An NDA is a contract that limits how confidential information can be used or shared. The party disclosing information wants protection.

The party receiving information agrees not to disclose or misuse it.

NDAs are common across many industries, but they are especially important in finance because financial information can influence business decisions, valuations, negotiations, investments, loans, and securities transactions.

A simple NDA might protect one company’s revenue numbers. A more complex NDA might govern an entire merger or acquisition process involving investment bankers, private equity firms, attorneys, accountants, lenders, consultants, and executives.
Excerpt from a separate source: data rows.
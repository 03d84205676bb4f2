use snake_fill::algs::fill::{fill, fill_selection};
use snake_fill::algs::loop_order::order_loop;
use snake_fill::algs::options::{AlgorithmMode, FillOptions, WalkScope};
use snake_fill::algs::strip::build_strip;
use snake_fill::algs::Diagnostic;
use snake_fill::mesh_error::MeshError;
use snake_fill::topology::{EditMesh, MeshGraph, VertexId};
use snake_fill::DebugInvariants;

fn v(i: u32) -> VertexId {
    VertexId::new(i)
}

fn vs(ids: &[u32]) -> Vec<VertexId> {
    ids.iter().copied().map(v).collect()
}

fn all(mesh: &EditMesh) -> Vec<VertexId> {
    mesh.vertex_ids().collect()
}

#[test]
fn eight_chain_snake() {
    let mesh = EditMesh::chain(8);
    let ordered = order_loop(&mesh, all(&mesh), Some(v(0)));
    assert_eq!(ordered.as_slice(), vs(&[0, 1, 2, 3, 4, 5, 6, 7]));

    let plan = build_strip(&mesh, ordered.as_slice(), AlgorithmMode::Snake);
    assert_eq!(
        plan.faces,
        vec![
            [v(0), v(1), v(2), v(3)],
            [v(2), v(3), v(4), v(5)],
            [v(4), v(5), v(6), v(7)],
        ]
    );
    assert!(plan.edges_to_remove.is_empty());
}

#[test]
fn eight_chain_saw() {
    let mesh = EditMesh::chain(8);
    let ordered = order_loop(&mesh, all(&mesh), Some(v(0)));
    let plan = build_strip(&mesh, ordered.as_slice(), AlgorithmMode::Saw);
    assert_eq!(
        plan.faces,
        vec![
            [v(0), v(2), v(3), v(1)],
            [v(2), v(4), v(5), v(3)],
            [v(4), v(6), v(7), v(5)],
        ]
    );
    let removed: Vec<[VertexId; 2]> = plan
        .edges_to_remove
        .iter()
        .map(|&e| mesh.edge_vertices(e).unwrap())
        .collect();
    assert_eq!(removed, vec![[v(1), v(2)], [v(3), v(4)], [v(5), v(6)]]);
}

#[test]
fn saw_fill_commits_faces_and_removals() {
    let mut mesh = EditMesh::chain(8);
    let opts = FillOptions::with_mode(AlgorithmMode::Saw);
    let vertices = all(&mesh);
    let report = fill(&mut mesh, vertices, Some(v(0)), &opts).unwrap();

    assert_eq!(report.faces.len(), 3);
    assert_eq!(report.removed_edges.len(), 3);
    assert!(report.diagnostics.is_empty());
    assert_eq!(mesh.num_faces(), 3);
    for (a, b) in [(1, 2), (3, 4), (5, 6)] {
        assert!(mesh.edge_between(v(a), v(b)).is_none(), "{a}-{b} still present");
    }
    for face in report.faces {
        assert_eq!(mesh.face_vertices(face).unwrap().len(), 4);
    }
    mesh.validate_invariants().unwrap();
}

#[test]
fn snake_fill_orients_strip_consistently() {
    let mut mesh = EditMesh::chain(8);
    let opts = FillOptions::with_mode(AlgorithmMode::Snake);
    let vertices = all(&mesh);
    let report = fill(&mut mesh, vertices, Some(v(0)), &opts).unwrap();
    assert_eq!(report.faces.len(), 3);

    // Neighbouring faces walk their shared side in opposite directions.
    let sides = |f| {
        let verts = mesh.face_vertices(f).unwrap();
        (0..verts.len())
            .map(|i| (verts[i], verts[(i + 1) % verts.len()]))
            .collect::<Vec<_>>()
    };
    for pair in report.faces.windows(2) {
        let (a, b) = (sides(pair[0]), sides(pair[1]));
        let shared: Vec<_> = a.iter().filter(|&&(x, y)| b.contains(&(y, x))).collect();
        assert_eq!(shared.len(), 1);
        assert!(a.iter().all(|s| !b.contains(s)));
    }
}

#[test]
fn three_chain_fills_nothing() {
    for mode in [AlgorithmMode::Snake, AlgorithmMode::Saw] {
        let mut mesh = EditMesh::chain(3);
        let vertices = all(&mesh);
        let report = fill(&mut mesh, vertices, Some(v(0)), &FillOptions::with_mode(mode)).unwrap();
        assert!(report.is_noop());
        assert_eq!(report.ordered.len(), 3);
        assert_eq!(
            report.diagnostics,
            vec![Diagnostic::IncompleteTrailingWindow { remaining: 3 }]
        );
        assert_eq!(mesh.num_edges(), 2);
    }
}

#[test]
fn empty_set_or_absent_start_changes_nothing() {
    let mut mesh = EditMesh::chain(8);
    let opts = FillOptions::default();

    let report = fill(&mut mesh, Vec::new(), Some(v(0)), &opts).unwrap();
    assert!(report.is_noop());
    assert_eq!(report.diagnostics, vec![Diagnostic::EmptyInput]);

    let vertices = all(&mesh);
    let report = fill(&mut mesh, vertices, None, &opts).unwrap();
    assert!(report.is_noop());
    assert!(report.ordered.is_empty());
    assert!(
        !report
            .diagnostics
            .iter()
            .any(|d| matches!(d, Diagnostic::TraversalOverrun { .. }))
    );
    assert_eq!((mesh.num_edges(), mesh.num_faces()), (7, 0));
}

#[test]
fn overrun_still_fills_partial_loop() {
    let mut mesh = EditMesh::chain(12);
    let opts = FillOptions::with_mode(AlgorithmMode::Snake);
    let report = fill(&mut mesh, vs(&[0, 1, 2]), Some(v(0)), &opts).unwrap();

    assert_eq!(report.ordered.as_slice(), vs(&[0, 1, 2, 3, 4]));
    assert_eq!(
        report.diagnostics[0],
        Diagnostic::TraversalOverrun {
            visited: 5,
            vertex_count: 3
        }
    );
    assert_eq!(report.faces.len(), 1);
}

#[test]
fn chain_joining_existing_faces_stops_there() {
    // A saw strip already covers 5..=11; extend it with the free chain 0..=5.
    let mut mesh = EditMesh::chain(12);
    let tail: Vec<_> = (5..12).map(v).collect();
    let opts = FillOptions {
        scope: WalkScope::Selection,
        ..FillOptions::default()
    };
    fill(&mut mesh, tail, Some(v(5)), &opts).unwrap();
    assert_eq!(mesh.num_faces(), 2);

    mesh.deselect_all();
    for i in 0..=5 {
        mesh.select(v(i)).unwrap();
    }
    // 5 has picked up extra edges, so 0 is the only free end.
    let report = fill_selection(&mut mesh, &FillOptions::with_mode(AlgorithmMode::Snake)).unwrap();
    assert_eq!(report.ordered.as_slice(), vs(&[0, 1, 2, 3, 4, 5]));
    assert_eq!(report.faces.len(), 2);
    assert_eq!(mesh.num_faces(), 4);
    mesh.validate_invariants().unwrap();
}

#[test]
fn saw_skips_removal_when_inner_edge_is_gone() {
    // 0-1-2-3 and 4-5 with no 3-4 edge.
    let mut mesh = EditMesh::from_edges(6, [(0, 1), (1, 2), (2, 3), (4, 5)]).unwrap();
    let plan = build_strip(&mesh, &vs(&[0, 1, 2, 3, 4, 5]), AlgorithmMode::Saw);
    assert_eq!(plan.faces.len(), 2);
    assert_eq!(plan.edges_to_remove.len(), 1);
    assert_eq!(
        plan.diagnostics,
        vec![Diagnostic::MissingInnerEdge {
            window: 1,
            inner: [v(3), v(4)]
        }]
    );
    snake_fill::algs::fill::commit(&mut mesh, &plan, true).unwrap();
    assert_eq!(mesh.num_faces(), 2);
}

#[test]
fn saw_refuses_to_remove_a_side_of_an_existing_face() {
    // Chain 0..=8 with a triangle 1-2-8 already built on the inner edge 1-2.
    let mut mesh = EditMesh::chain(9);
    let triangle = mesh.create_face(&vs(&[1, 2, 8])).unwrap();
    let edges_before = mesh.num_edges();
    let opts = FillOptions {
        stop_at_faced: false,
        ..FillOptions::with_mode(AlgorithmMode::Saw)
    };

    let err = fill(&mut mesh, vs(&[0, 1, 2, 3, 4, 5, 6, 7]), Some(v(0)), &opts).unwrap_err();

    let inner = mesh.edge_between(v(1), v(2)).unwrap();
    assert_eq!(
        err,
        MeshError::EdgeInUse {
            edge: inner,
            faces: vec![triangle]
        }
    );
    assert_eq!(mesh.face_vertices(triangle), Some(&vs(&[1, 2, 8])[..]));
    assert_eq!((mesh.num_faces(), mesh.num_edges()), (1, edges_before));
    mesh.validate_invariants().unwrap();
}

#[test]
fn snake_over_faced_interior_keeps_existing_faces() {
    // Faces touching interior chain vertices without sitting on an inner edge.
    let mut mesh = EditMesh::chain(10);
    let existing = mesh.create_face(&vs(&[2, 3, 9])).unwrap();
    let opts = FillOptions {
        stop_at_faced: false,
        ..FillOptions::with_mode(AlgorithmMode::Snake)
    };

    let report = fill(&mut mesh, vs(&[0, 1, 2, 3, 4, 5, 6, 7]), Some(v(0)), &opts).unwrap();

    assert!(report.ordered.len() >= 8);
    assert_eq!(report.faces.len(), (report.ordered.len() - 4) / 2 + 1);
    assert!(mesh.face_vertices(existing).is_some());
    assert_eq!(mesh.num_faces(), report.faces.len() + 1);
    mesh.validate_invariants().unwrap();
}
The more valuable the information, the more important the NDA becomes.

Why NDAs Matter

Finance runs on information. The more accurate the information, the better the decision-making. But the more sensitive the information, the greater the risk of sharing it.

An investor may need to see financial projections before writing a check. A bank may need to review company performance before approving a loan.

A buyer may need to examine revenue, margins, liabilities, and customer concentration before acquiring a business.

Without confidentiality protections, companies may be reluctant to share sufficient information for a thorough evaluation. An NDA helps make that exchange possible.

It does not guarantee that every party will behave properly. But it gives the disclosing party contractual protection and establishes clear expectations.

NDA vs. Confidentiality Agreement

The terms NDA and confidentiality agreement are often used interchangeably.

In many cases, they mean the same thing: an agreement to protect confidential information.

However, people may use the terms slightly differently depending on the setting. “NDA” is often used in startups, M&A, employment, and investor conversations.

“Confidentiality agreement” may sound more formal and may be used in professional services, legal documents, financial institutions, or corporate transactions.

The name matters less than the substance.

A strong agreement should clearly define what information is protected, how it can be used, who may access it, how long confidentiality lasts, and what remedies may apply if the agreement is breached.

How NDAs Work in Financial Transactions

In financial transactions, NDAs usually come before detailed due diligence. The party asking for information signs the NDA first.

Then the disclosing party provides access to documents, data rooms, models, statements, reports, and other sensitive materials.

The NDA acts like a locked door. Sign it, and you may be allowed inside. Refuse, and the conversation may stop.

The Disclosing Party

The disclosing party is the person or organization sharing confidential information.

In finance, this could be:

A business seeking investment
A company exploring a sale
A borrower applying for financing
A fund sharing private strategy materials
A client working with an advisor
A startup pitching venture capital firms
A family office reviewing private opportunities

The disclosing party usually wants to prevent misuse of sensitive financial, strategic, operational, or personal information.

The Receiving Party

The receiving party is the person or organization receiving confidential information.

This could be an investor, lender, buyer, consultant, analyst, advisor, employee, board member, banker, accountant, attorney, or potential business partner.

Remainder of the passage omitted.